Desde las gradas, Pancho García miraba el desarrollo del encuentro. Quería jugar y no se lo habían permitido, así que tomó la posición de aficionado y se fue a sentar en las lastimosas tarimas que hacían las veces de gradería para el público asistente que, por lo demás, era escaso.

                        A sus cortos doce años, Pancho García soñaba con ser estrella de fútbol. Portero era la posición que más le gustaba. Su ídolo era Gustavo “El Arlequín” Domínguez, quien se distinguía por sus lances acrobáticos y sus ropajes estrafalarios que antagonizaban con la seriedad de los uniformes de sus compañeros de equipo. Pancho, en lo que podía, imitaba al famoso “Arlequín”, incluso tenía su uniforme de portero, similar al que usaba su ídolo.

                        En los encuentros del barrio, con sus vecinos, siempre se arrimaba para que lo eligieran para el equipo, pero los muchachos lo hacían a un lado y no le permitían tomar parte de las “cascaritas” en la calle. No obstante, los acompañaba a los arrabales donde se encontraban las canchas del deportivo.

                        Los terrenos del deportivo eran algunos rectángulos de tierra suelta, en un predio irregular. En esos feudos se pintaban, también de manera desigual, los límites que dieran forma a un campo de fútbol. Nadie cuestionaba las medidas, ni del campo ni de las porterías. La seriedad con la que ahí se disputaban los partidos de fútbol contrastaba con lo improvisado de la cancha.

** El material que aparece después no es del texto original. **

use std::collections::HashMap;

use async_trait::async_trait;
use tokio::sync::Mutex;

use crate::{
    domain::ChatId,
    errors::{StoreResult, TurnError},
};

/// Which input a chat is expected to send next.
#[derive(Clone, Copy, Debug, PartialEq, Eq, Hash)]
pub enum Phase {
    Idle,
    AwaitingLink,
    AwaitingPasskeyForUpload,
    AwaitingPasskeyForDownload,
}

impl Phase {
    pub const ALL: [Phase; 4] = [
        Phase::Idle,
        Phase::AwaitingLink,
        Phase::AwaitingPasskeyForUpload,
        Phase::AwaitingPasskeyForDownload,
    ];

    pub fn as_str(self) -> &'static str {
        match self {
            Phase::Idle => "idle",
            Phase::AwaitingLink => "awaiting_link",
            Phase::AwaitingPasskeyForUpload => "awaiting_upload_passkey",
            Phase::AwaitingPasskeyForDownload => "awaiting_download_passkey",
        }
    }

    pub fn parse(raw: &str) -> Option<Self> {
        Phase::ALL.into_iter().find(|p| p.as_str() == raw)
    }
}

/// In-memory conversation state. The pending link only exists while waiting
/// for the upload passkey.
#[derive(Clone, Debug, Default, PartialEq, Eq)]
pub enum ConversationState {
    #[default]
    Idle,
    AwaitingLink,
    AwaitingPasskeyForUpload {
        pending_link: String,
    },
    AwaitingPasskeyForDownload,
}

impl ConversationState {
    pub fn phase(&self) -> Phase {
        match self {
            ConversationState::Idle => Phase::Idle,
            ConversationState::AwaitingLink => Phase::AwaitingLink,
            ConversationState::AwaitingPasskeyForUpload { .. } => Phase::AwaitingPasskeyForUpload,
            ConversationState::AwaitingPasskeyForDownload => Phase::AwaitingPasskeyForDownload,
        }
    }

    pub fn is_idle(&self) -> bool {
        matches!(self, ConversationState::Idle)
    }
}

/// Flat form kept by a `ConversationStore`.
///
/// Backends can hold combinations the enum cannot express (a pending link
/// without the upload phase, or the reverse); converting those back yields
/// `TurnError::MalformedState`.
#[derive(Clone, Debug, PartialEq, Eq)]
pub struct StateRecord {
    pub phase: Phase,
    pub pending_link: Option<String>,
}

impl From<&ConversationState> for StateRecord {
    fn from(state: &ConversationState) -> Self {
        let pending_link = match state {
            ConversationState::AwaitingPasskeyForUpload { pending_link } => {
                Some(pending_link.clone())
            }
            _ => None,
        };
        Self {
            phase: state.phase(),
            pending_link,
        }
    }
}

impl TryFrom<StateRecord> for ConversationState {
    type Error = TurnError;

    fn try_from(record: StateRecord) -> Result<Self, Self::Error> {
        match (record.phase, record.pending_link) {
            (Phase::Idle, None) => Ok(ConversationState::Idle),
            (Phase::AwaitingLink, None) => Ok(ConversationState::AwaitingLink),
            (Phase::AwaitingPasskeyForUpload, Some(pending_link)) => {
                Ok(ConversationState::AwaitingPasskeyForUpload { pending_link })
            }
            (Phase::AwaitingPasskeyForDownload, None) => {
                Ok(ConversationState::AwaitingPasskeyForDownload)
            }
            (Phase::AwaitingPasskeyForUpload, None) => Err(TurnError::MalformedState(
                "upload passkey expected but no pending link".to_string(),
            )),
            (phase, Some(_)) => Err(TurnError::MalformedState(format!(
                "pending link present in phase {}",
                phase.as_str()
            ))),
        }
    }
}

/// Storage for conversation state, keyed by chat. A missing entry means idle.
#[async_trait]
pub trait ConversationStore: Send + Sync {
    async fn load(&self, chat_id: ChatId) -> StoreResult<Option<StateRecord>>;
    async fn save(&self, chat_id: ChatId, record: &StateRecord) -> StoreResult<()>;
    async fn clear(&self, chat_id: ChatId) -> StoreResult<()>;
}

/// Conversation state that lives for the process lifetime.
#[derive(Default)]
pub struct MemoryConversationStore {
    states: Mutex<HashMap<ChatId, StateRecord>>,
}

impl MemoryConversationStore {
    pub fn new() -> Self {
        Self::default()
    }
}

#[async_trait]
impl ConversationStore for MemoryConversationStore {
    async fn load(&self, chat_id: ChatId) -> StoreResult<Option<StateRecord>> {
        Ok(self.states.lock().await.get(&chat_id).cloned())
    }

    async fn save(&self, chat_id: ChatId, record: &StateRecord) -> StoreResult<()> {
        self.states.lock().await.insert(chat_id, record.clone());
        Ok(())
    }

    async fn clear(&self, chat_id: ChatId) -> StoreResult<()> {
        self.states.lock().await.remove(&chat_id);
        Ok(())
    }
}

                        Todas las semanas, al regreso del deportivo, llegaba a su casa con el uniforme bañado en polvo. Su rostro se atestaba de sudor y tierra, al igual que el de sus compañeros. Su cuerpo adolescente despedía pestilentes aromas. En el entretiempo de los partidos o al finalizar la contienda en la que participaban los muchachos del barrio, Pancho se quedaba en el campo e imaginaba estar en algún juego. Sin importarle la risa de los demás, García se ubicaba en el área de meta y se lanzaba tras el imaginario balón. En sus prolíficos sueños, la portería que él defendía nunca fue tocada por un gol del conjunto rival.

                        Los Cachorros, era el nombre del equipo. Llenos de orgullo representaban a la colonia Bella Vista, lugar donde vivía García y la mayoría de los muchachos. Recibían invitaciones para enfrentarse con equipos de otras comunidades. Pancho disfrutaba con acompañarlos a todos los juegos porque eso lo hacía sentirse parte de ese núcleo identitario. «Muy bien Pancho, ya sabes, debes estar listo por si te necesitamos», le decían.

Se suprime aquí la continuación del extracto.